Exercise data:
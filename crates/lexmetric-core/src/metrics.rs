//! The per-document metrics record.
//!
//! [`analyze_text`] runs the sentiment, readability, and surface scorers over
//! one text and merges their output into a [`MetricsRecord`]. Serialized
//! field names are the column headers used in result tables.

use serde::{Deserialize, Serialize};

use crate::lexicon::Lexicon;
use crate::{readability, sentiment, surface};

/// All metrics for one successfully analyzed document.
#[derive(Debug, Clone, Copy, Default, PartialEq, Serialize, Deserialize)]
pub struct MetricsRecord {
    /// Non-stop tokens found in the positive list.
    #[serde(rename = "Positive Score")]
    pub positive_score: usize,
    /// Non-stop tokens found in the negative list.
    #[serde(rename = "Negative Score")]
    pub negative_score: usize,
    /// Net sentiment in (-1, 1).
    #[serde(rename = "Polarity Score")]
    pub polarity_score: f64,
    /// Share of non-stop tokens that carry sentiment.
    #[serde(rename = "Subjectivity Score")]
    pub subjectivity_score: f64,
    /// Gunning fog index.
    #[serde(rename = "Fog Index")]
    pub fog_index: f64,
    /// Mean words per sentence.
    #[serde(rename = "Average Sentence Length")]
    pub avg_sentence_length: f64,
    /// Words longer than six characters.
    #[serde(rename = "Complex Word Count")]
    pub complex_words: usize,
    /// Word-boundary token count.
    #[serde(rename = "Word Count")]
    pub word_count: usize,
    /// Vowel-count syllable estimate.
    #[serde(rename = "Syllable Count")]
    pub syllable_count: usize,
    /// Personal pronoun count.
    #[serde(rename = "Personal Pronouns")]
    pub personal_pronouns: usize,
    /// Mean token length in characters.
    #[serde(rename = "Average Word Length")]
    pub avg_word_length: f64,
}

/// Column headers for a [`MetricsRecord`], in field order.
pub const COLUMNS: [&str; 11] = [
    "Positive Score",
    "Negative Score",
    "Polarity Score",
    "Subjectivity Score",
    "Fog Index",
    "Average Sentence Length",
    "Complex Word Count",
    "Word Count",
    "Syllable Count",
    "Personal Pronouns",
    "Average Word Length",
];

/// A single metric value, keeping counts and ratios apart for display.
#[derive(Debug, Clone, Copy, PartialEq)]
pub enum MetricValue {
    /// An integer count.
    Count(usize),
    /// A ratio or average.
    Ratio(f64),
}

impl std::fmt::Display for MetricValue {
    fn fmt(&self, f: &mut std::fmt::Formatter<'_>) -> std::fmt::Result {
        match self {
            Self::Count(n) => write!(f, "{n}"),
            Self::Ratio(v) => match f.precision() {
                Some(p) => write!(f, "{v:.p$}"),
                None => write!(f, "{v}"),
            },
        }
    }
}

impl MetricsRecord {
    /// Merge the three scorer outputs into one record.
    pub const fn from_scores(
        sentiment: &sentiment::SentimentScores,
        readability: &readability::ReadabilityScores,
        surface: &surface::SurfaceScores,
    ) -> Self {
        Self {
            positive_score: sentiment.positive_score,
            negative_score: sentiment.negative_score,
            polarity_score: sentiment.polarity_score,
            subjectivity_score: sentiment.subjectivity_score,
            fog_index: readability.fog_index,
            avg_sentence_length: readability.avg_sentence_length,
            complex_words: readability.complex_words,
            word_count: surface.word_count,
            syllable_count: surface.syllable_count,
            personal_pronouns: surface.personal_pronouns,
            avg_word_length: surface.avg_word_length,
        }
    }

    /// `(column, value)` pairs in [`COLUMNS`] order.
    pub const fn fields(&self) -> [(&'static str, MetricValue); 11] {
        use MetricValue::{Count, Ratio};
        [
            (COLUMNS[0], Count(self.positive_score)),
            (COLUMNS[1], Count(self.negative_score)),
            (COLUMNS[2], Ratio(self.polarity_score)),
            (COLUMNS[3], Ratio(self.subjectivity_score)),
            (COLUMNS[4], Ratio(self.fog_index)),
            (COLUMNS[5], Ratio(self.avg_sentence_length)),
            (COLUMNS[6], Count(self.complex_words)),
            (COLUMNS[7], Count(self.word_count)),
            (COLUMNS[8], Count(self.syllable_count)),
            (COLUMNS[9], Count(self.personal_pronouns)),
            (COLUMNS[10], Ratio(self.avg_word_length)),
        ]
    }
}

/// Score `text` with every scorer and return the merged record.
#[tracing::instrument(skip_all, fields(text_len = text.len()))]
pub fn analyze_text(text: &str, lexicon: &Lexicon) -> MetricsRecord {
    let sentiment = sentiment::score(text, lexicon);
    let readability = readability::score(text);
    let surface = surface::score(text);
    tracing::debug!(
        filtered_tokens = sentiment.filtered_tokens,
        sentences = readability.sentences,
        words = surface.word_count,
        "text scored"
    );
    MetricsRecord::from_scores(&sentiment, &readability, &surface)
}

#[cfg(test)]
mod tests {
    use super::*;

    #[test]
    fn empty_text_is_all_zero() {
        let lexicon = Lexicon::from_words(["the"], ["good"], ["bad"]);
        assert_eq!(analyze_text("", &lexicon), MetricsRecord::default());
    }

    #[test]
    fn merges_all_scorers() {
        let lexicon = Lexicon::from_words(
            Vec::<&str>::new(),
            ["love", "great", "wonderful"],
            Vec::<&str>::new(),
        );
        let record = analyze_text("I love this. This is great and wonderful.", &lexicon);

        assert_eq!(record.positive_score, 3);
        assert_eq!(record.negative_score, 0);
        assert_eq!(record.word_count, 8);
        assert_eq!(record.complex_words, 1);
        assert_eq!(record.personal_pronouns, 0);
        assert!((record.avg_sentence_length - 5.0).abs() < 1e-9);
        assert!((record.fog_index - 2.04).abs() < 1e-9);
        assert!((record.subjectivity_score - 3.0 / (8.0 + sentiment::EPSILON)).abs() < 1e-12);
    }

    #[test]
    fn serializes_with_column_names() {
        let json = serde_json::to_value(MetricsRecord::default()).unwrap();
        let object = json.as_object().unwrap();
        assert_eq!(object.len(), COLUMNS.len());
        for column in COLUMNS {
            assert!(object.contains_key(column), "missing {column}");
        }
    }

    #[test]
    fn fields_follow_column_order() {
        let record = MetricsRecord {
            word_count: 42,
            fog_index: 1.5,
            ..MetricsRecord::default()
        };
        let fields = record.fields();
        let names: Vec<_> = fields.iter().map(|(name, _)| *name).collect();
        assert_eq!(names, COLUMNS);
        assert_eq!(fields[7].1, MetricValue::Count(42));
        assert_eq!(format!("{:.2}", fields[4].1), "1.50");
    }
}
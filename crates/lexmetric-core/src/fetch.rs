//! Document fetching and paragraph extraction.
//!
//! [`Fetcher`] is the seam between the analysis core and the network: it
//! returns a raw HTML body or a [`FetchError`]. [`HttpFetcher`] is the
//! blocking `reqwest` implementation used by the CLI; tests substitute
//! in-memory fetchers.

use std::sync::LazyLock;
use std::time::Duration;

use reqwest::blocking::Client;
use scraper::{Html, Selector};
use url::Url;

use crate::error::FetchError;

/// Paragraph selector used for text extraction.
static PARAGRAPH: LazyLock<Selector> =
    LazyLock::new(|| Selector::parse("p").expect("valid selector"));

/// Default request timeout in seconds.
pub const DEFAULT_TIMEOUT_SECS: u64 = 30;

/// Something that can turn a URL into a document body.
pub trait Fetcher: Send + Sync {
    /// Fetch the raw body at `url`.
    fn fetch(&self, url: &Url) -> Result<String, FetchError>;
}

impl<T: Fetcher + ?Sized> Fetcher for &T {
    fn fetch(&self, url: &Url) -> Result<String, FetchError> {
        (**self).fetch(url)
    }
}

impl<T: Fetcher + ?Sized> Fetcher for Box<T> {
    fn fetch(&self, url: &Url) -> Result<String, FetchError> {
        (**self).fetch(url)
    }
}

/// HTTP client configuration.
#[derive(Debug, Clone, PartialEq, Eq)]
pub struct FetchConfig {
    /// Request timeout in seconds.
    pub timeout_secs: u64,
    /// User-Agent header value.
    pub user_agent: String,
    /// Reject bodies larger than this many bytes.
    pub max_body_bytes: Option<usize>,
}

impl Default for FetchConfig {
    fn default() -> Self {
        Self {
            timeout_secs: DEFAULT_TIMEOUT_SECS,
            user_agent: default_user_agent(),
            max_body_bytes: None,
        }
    }
}

/// `lexmetric/<version>`.
pub fn default_user_agent() -> String {
    format!("lexmetric/{}", env!("CARGO_PKG_VERSION"))
}

/// Blocking HTTP fetcher.
#[derive(Debug, Clone)]
pub struct HttpFetcher {
    client: Client,
    config: FetchConfig,
}

impl HttpFetcher {
    /// Build a fetcher with its own connection pool.
    pub fn new(config: FetchConfig) -> Result<Self, FetchError> {
        let client = Client::builder()
            .timeout(Duration::from_secs(config.timeout_secs))
            .user_agent(config.user_agent.clone())
            .build()?;
        Ok(Self { client, config })
    }

    /// The configuration this fetcher was built with.
    pub const fn config(&self) -> &FetchConfig {
        &self.config
    }
}

impl Fetcher for HttpFetcher {
    #[tracing::instrument(skip(self), fields(url = %url))]
    fn fetch(&self, url: &Url) -> Result<String, FetchError> {
        validate_scheme(url)?;

        let response = self
            .client
            .get(url.clone())
            .header(
                reqwest::header::ACCEPT,
                "text/html,application/xhtml+xml,application/xml;q=0.9,*/*;q=0.8",
            )
            .send()
            .map_err(|e| self.classify(e))?;

        let status = response.status();
        if !status.is_success() {
            return Err(FetchError::Status {
                status: status.as_u16(),
            });
        }

        if let (Some(limit), Some(len)) = (self.config.max_body_bytes, response.content_length())
        {
            let size = usize::try_from(len).unwrap_or(usize::MAX);
            if size > limit {
                return Err(FetchError::TooLarge { size, limit });
            }
        }

        let body = response.text().map_err(|e| self.classify(e))?;
        if let Some(limit) = self.config.max_body_bytes
            && body.len() > limit
        {
            return Err(FetchError::TooLarge {
                size: body.len(),
                limit,
            });
        }

        tracing::debug!(status = status.as_u16(), bytes = body.len(), "fetched");
        Ok(body)
    }
}

impl HttpFetcher {
    fn classify(&self, err: reqwest::Error) -> FetchError {
        if err.is_timeout() {
            FetchError::Timeout {
                timeout: self.config.timeout_secs,
            }
        } else {
            FetchError::Http(err)
        }
    }
}

/// Parse `raw` as an absolute `http`/`https` URL.
pub fn parse_url(raw: &str) -> Result<Url, FetchError> {
    if raw.trim().is_empty() {
        return Err(FetchError::InvalidUrl("empty".to_string()));
    }
    let url = Url::parse(raw.trim()).map_err(|e| FetchError::InvalidUrl(format!("{raw}: {e}")))?;
    validate_scheme(&url)?;
    Ok(url)
}

fn validate_scheme(url: &Url) -> Result<(), FetchError> {
    match url.scheme() {
        "http" | "https" => Ok(()),
        other => Err(FetchError::InvalidUrl(format!(
            "{url}: unsupported scheme `{other}` (expected http or https)"
        ))),
    }
}

/// Concatenate the text of every `<p>` element, in document order, one per line.
///
/// A document with no paragraphs yields an empty string.
pub fn extract_paragraphs(html: &str) -> String {
    let document = Html::parse_document(html);
    document
        .select(&PARAGRAPH)
        .map(|p| p.text().collect::<String>())
        .collect::<Vec<_>>()
        .join("\n")
}
//! Logging and tracing setup.
//!
//! Human-readable events go to stderr. When a log file or directory is
//! configured, events are also written as JSON lines through a non-blocking
//! `tracing-appender` writer.

use std::path::{Path, PathBuf};

use anyhow::Context;
use tracing_appender::non_blocking::WorkerGuard;
use tracing_subscriber::EnvFilter;
use tracing_subscriber::layer::SubscriberExt;
use tracing_subscriber::util::SubscriberInitExt;

/// Explicit log file path.
pub const LOG_PATH_ENV: &str = "LEXMETRIC_LOG_PATH";
/// Log directory; the file inside it is [`LOG_FILE_NAME`].
pub const LOG_DIR_ENV: &str = "LEXMETRIC_LOG_DIR";
/// File name used when only a directory is configured.
pub const LOG_FILE_NAME: &str = "lexmetric.jsonl";

/// Where the JSON file layer writes, if anywhere.
#[derive(Debug, Clone, Default, PartialEq, Eq)]
pub struct ObservabilityConfig {
    /// Exact log file. Wins over `log_dir`.
    pub log_path: Option<PathBuf>,
    /// Directory for [`LOG_FILE_NAME`].
    pub log_dir: Option<PathBuf>,
}

impl ObservabilityConfig {
    /// Read the log destination from the environment, falling back to the
    /// config file's `log_dir`.
    pub fn from_env_with_overrides(config_log_dir: Option<PathBuf>) -> Self {
        Self::from_values(
            std::env::var_os(LOG_PATH_ENV).map(PathBuf::from),
            std::env::var_os(LOG_DIR_ENV).map(PathBuf::from),
            config_log_dir,
        )
    }

    fn from_values(
        env_path: Option<PathBuf>,
        env_dir: Option<PathBuf>,
        config_dir: Option<PathBuf>,
    ) -> Self {
        Self {
            log_path: env_path.filter(|p| !p.as_os_str().is_empty()),
            log_dir: env_dir
                .filter(|p| !p.as_os_str().is_empty())
                .or(config_dir),
        }
    }

    /// Directory and file name for the file layer.
    fn file_target(&self) -> Option<(PathBuf, PathBuf)> {
        if let Some(path) = &self.log_path {
            let dir = path
                .parent()
                .filter(|p| !p.as_os_str().is_empty())
                .unwrap_or_else(|| Path::new("."));
            let name = path.file_name()?;
            return Some((dir.to_path_buf(), PathBuf::from(name)));
        }
        self.log_dir
            .as_ref()
            .map(|dir| (dir.clone(), PathBuf::from(LOG_FILE_NAME)))
    }
}

/// Build the event filter.
///
/// `RUST_LOG` wins when set and valid. Otherwise `--quiet` means errors only,
/// each `-v` raises the level one step, and the configured level is the base.
pub fn env_filter(quiet: bool, verbose: u8, config_level: &str) -> EnvFilter {
    if let Ok(filter) = EnvFilter::try_from_default_env() {
        return filter;
    }
    EnvFilter::new(level_directive(quiet, verbose, config_level))
}

fn level_directive(quiet: bool, verbose: u8, config_level: &str) -> &str {
    if quiet {
        return "error";
    }
    match verbose {
        0 => config_level,
        1 => "debug",
        _ => "trace",
    }
}

/// Install the global subscriber.
///
/// The returned guard flushes the file writer on drop; keep it alive for
/// the life of the process.
pub fn init_observability(
    config: &ObservabilityConfig,
    filter: EnvFilter,
) -> anyhow::Result<Option<WorkerGuard>> {
    let stderr_layer = tracing_subscriber::fmt::layer()
        .with_writer(std::io::stderr)
        .with_target(false);

    let (file_layer, guard) = match config.file_target() {
        Some((dir, name)) => {
            std::fs::create_dir_all(&dir)
                .with_context(|| format!("failed to create log directory {}", dir.display()))?;
            let appender = tracing_appender::rolling::never(&dir, name);
            let (writer, guard) = tracing_appender::non_blocking(appender);
            let layer = tracing_subscriber::fmt::layer()
                .json()
                .with_writer(writer)
                .with_ansi(false);
            (Some(layer), Some(guard))
        }
        None => (None, None),
    };

    tracing_subscriber::registry()
        .with(filter)
        .with(stderr_layer)
        .with(file_layer)
        .try_init()
        .context("a global tracing subscriber is already installed")?;

    Ok(guard)
}
impl ConfigLoader {
    /// Create a new config loader with default settings.
    pub fn new() -> Self {
        Self {
            project_search_root: None,
            include_user_config: true,
            boundary_marker: Some(".git".to_string()),
            explicit_files: Vec::new(),
        }
    }

    /// Set the starting directory for project config search.
    ///
    /// The loader will walk up from this directory looking for config files.
    pub fn with_project_search<P: AsRef<Utf8Path>>(mut self, path: P) -> Self {
        self.project_search_root = Some(path.as_ref().to_path_buf());
        self
    }

    /// Set whether to include user config from `~/.config/lexmetric/`.
    pub const fn with_user_config(mut self, include: bool) -> Self {
        self.include_user_config = include;
        self
    }

    /// Set a boundary marker to stop directory traversal. Default is `.git`.
    pub fn with_boundary_marker<S: Into<String>>(mut self, marker: S) -> Self {
        self.boundary_marker = Some(marker.into());
        self
    }

    /// Disable boundary marker (search all the way to filesystem root).
    pub fn without_boundary_marker(mut self) -> Self {
        self.boundary_marker = None;
        self
    }

    /// Add an explicit config file to load.
    ///
    /// Files are loaded in order, with later files taking precedence.
    /// Explicit files are loaded after discovered files.
    pub fn with_file<P: AsRef<Utf8Path>>(mut self, path: P) -> Self {
        self.explicit_files.push(path.as_ref().to_path_buf());
        self
    }

    /// Load configuration, merging all discovered sources.
    ///
    /// Precedence (highest to lowest):
    /// 1. `LEXMETRIC_*` environment variables
    /// 2. Explicit files (in order added via `with_file`)
    /// 3. Project config (closest to search root)
    /// 4. User config (`~/.config/lexmetric/config.<ext>`)
    /// 5. Default values
    #[tracing::instrument(skip(self), fields(search_root = ?self.project_search_root))]
    pub fn load(self) -> ConfigResult<(Config, ConfigSources)> {
        tracing::debug!("loading configuration");
        let mut figment = Figment::new().merge(Serialized::defaults(Config::default()));
        let mut sources = ConfigSources::default();

        if self.include_user_config
            && let Some(user_config) = self.find_user_config()
        {
            figment = Self::merge_file(figment, &user_config);
            sources.user_file = Some(user_config);
        }

        if let Some(ref root) = self.project_search_root {
            let project_configs = self.find_project_configs(root);
            for pc in &project_configs {
                figment = Self::merge_file(figment, pc);
            }
            sources.project_files = project_configs;
        }

        for file in &self.explicit_files {
            figment = Self::merge_file(figment, file);
        }
        sources.explicit_files = self.explicit_files;

        // LEXMETRIC_JOBS=4, LEXMETRIC_CACHE_KEY=positional, etc.
        figment = figment.merge(Env::prefixed(ENV_PREFIX).lowercase(true));

        let config: Config = figment
            .extract()
            .map_err(|e| ConfigError::Deserialize(Box::new(e)))?;
        tracing::info!(
            log_level = config.log_level.as_str(),
            lexicon_dir = %config.lexicon_dir,
            cache_dir = %config.cache_dir,
            cache_key = %config.cache_key,
            jobs = config.jobs,
            "configuration loaded"
        );
        Ok((config, sources))
    }

    /// Load configuration, returning an error if no config file is found.
    pub fn load_or_error(self) -> ConfigResult<(Config, ConfigSources)> {
        let has_user = self.include_user_config && self.find_user_config().is_some();
        let has_project = self
            .project_search_root
            .as_ref()
            .is_some_and(|root| !self.find_project_configs(root).is_empty());
        let has_explicit = !self.explicit_files.is_empty();

        if !has_user && !has_project && !has_explicit {
            return Err(ConfigError::NotFound);
        }

        self.load()
    }

    /// Find project config files by walking up from the given directory.
    ///
    /// Returns all matching config files from the closest directory that has
    /// any match, ordered low-to-high precedence: dotfiles before regular files.
    fn find_project_configs(&self, start: &Utf8Path) -> Vec<Utf8PathBuf> {
        let mut current = Some(start.to_path_buf());

        while let Some(dir) = current {
            let dotfiles = CONFIG_EXTENSIONS
                .iter()
                .map(|ext| dir.join(format!(".{APP_NAME}.{ext}")));
            let regular = CONFIG_EXTENSIONS
                .iter()
                .map(|ext| dir.join(format!("{APP_NAME}.{ext}")));
            let found: Vec<Utf8PathBuf> = dotfiles.chain(regular).filter(|p| p.is_file()).collect();

            if !found.is_empty() {
                return found;
            }

            // A config next to the marker is still found.
            if let Some(ref marker) = self.boundary_marker
                && dir.join(marker).exists()
                && dir != start
            {
                break;
            }

            current = dir.parent().map(Utf8Path::to_path_buf);
        }

        Vec::new()
    }

    /// Find user config in XDG config directory.
    fn find_user_config(&self) -> Option<Utf8PathBuf> {
        let config_dir = user_config_dir()?;
        CONFIG_EXTENSIONS
            .iter()
            .map(|ext| config_dir.join(format!("config.{ext}")))
            .find(|p| p.is_file())
    }

    /// Merge a config file into the figment, detecting format from extension.
    fn merge_file(figment: Figment, path: &Utf8Path) -> Figment {
        match path.extension() {
            Some("yaml" | "yml") => figment.merge(Yaml::file_exact(path.as_str())),
            Some("json") => figment.merge(Json::file_exact(path.as_str())),
            _ => figment.merge(Toml::file_exact(path.as_str())),
        }
    }
}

Problem requirements:
Transcribe the records above exactly, beginning at the line that contains "Set whether to" and ending with the line that contains "files taking precedence.", both included, and nothing else.

Reply:
    /// Set whether to include user config from `~/.config/lexmetric/`.
    pub const fn with_user_config(mut self, include: bool) -> Self {
        self.include_user_config = include;
        self
    }

    /// Set a boundary marker to stop directory traversal. Default is `.git`.
    pub fn with_boundary_marker<S: Into<String>>(mut self, marker: S) -> Self {
        self.boundary_marker = Some(marker.into());
        self
    }

    /// Disable boundary marker (search all the way to filesystem root).
    pub fn without_boundary_marker(mut self) -> Self {
        self.boundary_marker = None;
        self
    }

    /// Add an explicit config file to load.
    ///
    /// Files are loaded in order, with later files taking precedence.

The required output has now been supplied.